The bitterly fought election offered a glimpse into the demographic changes sweeping the county.
Booming growth, fueled by immigrants and urbanites moving into the county for its lower housing costs and charming downtown, has closed a once sizable gap between registered Republican and Democratic voters to around 6,000.
Jenkins, who ran unopposed four years ago and calls himself the people’s sheriff, was counting on what he called old Frederick to reelect him again. His conservative rhetoric and tough policies, particularly against illegal immigrants, have been embraced by county voters in the past.
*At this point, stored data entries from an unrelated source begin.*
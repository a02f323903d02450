//! Demand-paged virtual memory for simulated user processes.
//!
//! Every process sees the same fixed-size region of virtual pages. Pages are
//! brought into a small pool of physical frames on first touch, evicted with
//! the clock algorithm when frames run out, and kept on a swap device while
//! they are not resident. Faults are resolved by a pool of pager threads.

pub mod clock;
pub mod config;
pub mod error;
pub mod fault;
pub mod frame_table;
pub mod page_table;
mod pager;
pub mod process;
pub mod stats;
pub mod swap;
pub mod vm;

pub use config::{VmConfig, MAX_PAGERS, MAX_PROCESSES};
pub use error::{Result, VmError};
pub use frame_table::{FrameOwner, FrameTableEntry};
pub use page_table::{PageTableEntry, Residency};
pub use process::Process;
pub use stats::VmStats;
pub use vm::PagingSystem;

/// Process identifier as handed out by the process layer.
pub type Pid = usize;
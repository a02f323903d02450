/// Where a virtual page's contents currently live.
#[derive(Debug, Clone, Copy, PartialEq, Eq)]
pub enum Residency {
    /// Never touched.
    Unreferenced,
    Resident { frame: usize },
    /// Not in memory. Contents are in `swap_block`, or all zero if it has none.
    Evicted,
}

/// One slot of a process's page table.
#[derive(Debug, Clone, Copy, PartialEq, Eq)]
pub struct PageTableEntry {
    pub residency: Residency,
    /// Once assigned it stays with the page until the process exits.
    pub swap_block: Option<usize>,
    /// Set while the page's contents are on their way to `swap_block`.
    pub writeback: bool,
}

impl PageTableEntry {
    pub(crate) fn zero() -> Self {
        PageTableEntry {
            residency: Residency::Unreferenced,
            swap_block: None,
            writeback: false,
        }
    }

    pub fn frame(&self) -> Option<usize> {
        match self.residency {
            Residency::Resident { frame } => Some(frame),
            _ => None,
        }
    }

    pub fn is_resident(&self) -> bool {
        self.frame().is_some()
    }
}

impl Default for PageTableEntry {
    fn default() -> Self {
        Self::zero()
    }
}
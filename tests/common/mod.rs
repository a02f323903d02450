#![allow(dead_code)]

use std::{
    io,
    sync::{
        atomic::{AtomicBool, Ordering},
        Mutex,
    },
};

use demand_pager::{PagingSystem, Pid, Residency};
use disk::{BackingStore, DiskError};
use memory::{Mmu, SimulatedMmu};

pub const PAGE_SIZE: usize = 64;

pub fn init_logger() {
    let _ = env_logger::builder().is_test(true).try_init();
}

/// Swap device kept in memory, with switchable write failures.
#[derive(Debug)]
pub struct MemStore {
    block_size: usize,
    blocks: Mutex<Vec<Vec<u8>>>,
    fail_writes: AtomicBool,
}

impl MemStore {
    pub fn new(block_size: usize, blocks: usize) -> Self {
        MemStore {
            block_size,
            blocks: Mutex::new(vec![vec![0; block_size]; blocks]),
            fail_writes: AtomicBool::new(false),
        }
    }

    pub fn fail_writes(&self) {
        self.fail_writes.store(true, Ordering::SeqCst);
    }
}

impl BackingStore for MemStore {
    fn block_size(&self) -> usize {
        self.block_size
    }

    fn block_count(&self) -> usize {
        self.blocks.lock().unwrap().len()
    }

    fn read_block(&self, block_number: usize) -> Result<Vec<u8>, DiskError> {
        self.blocks
            .lock()
            .unwrap()
            .get(block_number)
            .cloned()
            .ok_or(DiskError::OverCapacity)
    }

    fn write_block(&self, block_number: usize, block: &[u8]) -> Result<(), DiskError> {
        if self.fail_writes.load(Ordering::SeqCst) {
            return Err(DiskError::Io(io::Error::new(
                io::ErrorKind::Other,
                "injected write failure",
            )));
        }
        if block.len() != self.block_size {
            return Err(DiskError::IncorrectBlockSize);
        }
        let mut blocks = self.blocks.lock().unwrap();
        let slot = blocks
            .get_mut(block_number)
            .ok_or(DiskError::OverCapacity)?;
        slot.copy_from_slice(block);
        Ok(())
    }
}

pub fn system(blocks: usize) -> PagingSystem<SimulatedMmu, MemStore> {
    init_logger();
    PagingSystem::new(SimulatedMmu::new(PAGE_SIZE), MemStore::new(PAGE_SIZE, blocks))
}

/// Every frame owner points back at the frame through its page table, and no
/// two resident pages share a frame.
pub fn assert_frame_ownership<M: Mmu, S: BackingStore>(
    system: &PagingSystem<M, S>,
    frames: usize,
    pids: &[Pid],
    pages: usize,
) {
    for frame in 0..frames {
        let entry = system.frame_entry(frame).unwrap();
        assert!(!entry.reserved, "frame {} still reserved", frame);
        if let Some(owner) = entry.owner {
            assert_eq!(
                system.lookup(owner.pid, owner.page).unwrap(),
                Residency::Resident { frame }
            );
        }
    }

    let mut seen = vec![None; frames];
    for &pid in pids {
        for page in 0..pages {
            if let Residency::Resident { frame } = system.lookup(pid, page).unwrap() {
                assert_eq!(
                    seen[frame], None,
                    "frame {} resident for two pages",
                    frame
                );
                seen[frame] = Some((pid, page));
            }
        }
    }
}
Bickel was counting on newer, liberal residents and old-timers who had grown weary of Jenkins.
But in Thurmont, a rural area in the northern part of the county, voters said they backed the incumbent’s leadership and didn’t hold him responsible for Saylor’s death.
“He’s a down-to-earth guy, and he’s got a tough job,” said Patrick Beckett, a 46-year-old independent. “I think he’s done a good job.”
In downtown Frederick, which has undergone a cosmopolitan renaissance, Greg Dolan, 50, called the controversy over Jenkins’s leadership “overblown” and said he “didn’t have anything to do” with Saylor’s death.
Doug Wantling, 48-year-old firefighter with a disabled sister, agreed.
“I don’t hold him specifically accountable,” Wantling said.
Bickel generated support in Urbana, a booming area just north of Montgomery County, where many Democrats have moved. Some of his support came from Republicans fed up with Jenkins and the old Frederick.
“I love Frederick County,” said a 50-year-old teacher who voted for Bickel, “but I’m tired of the good old boys who run this place.”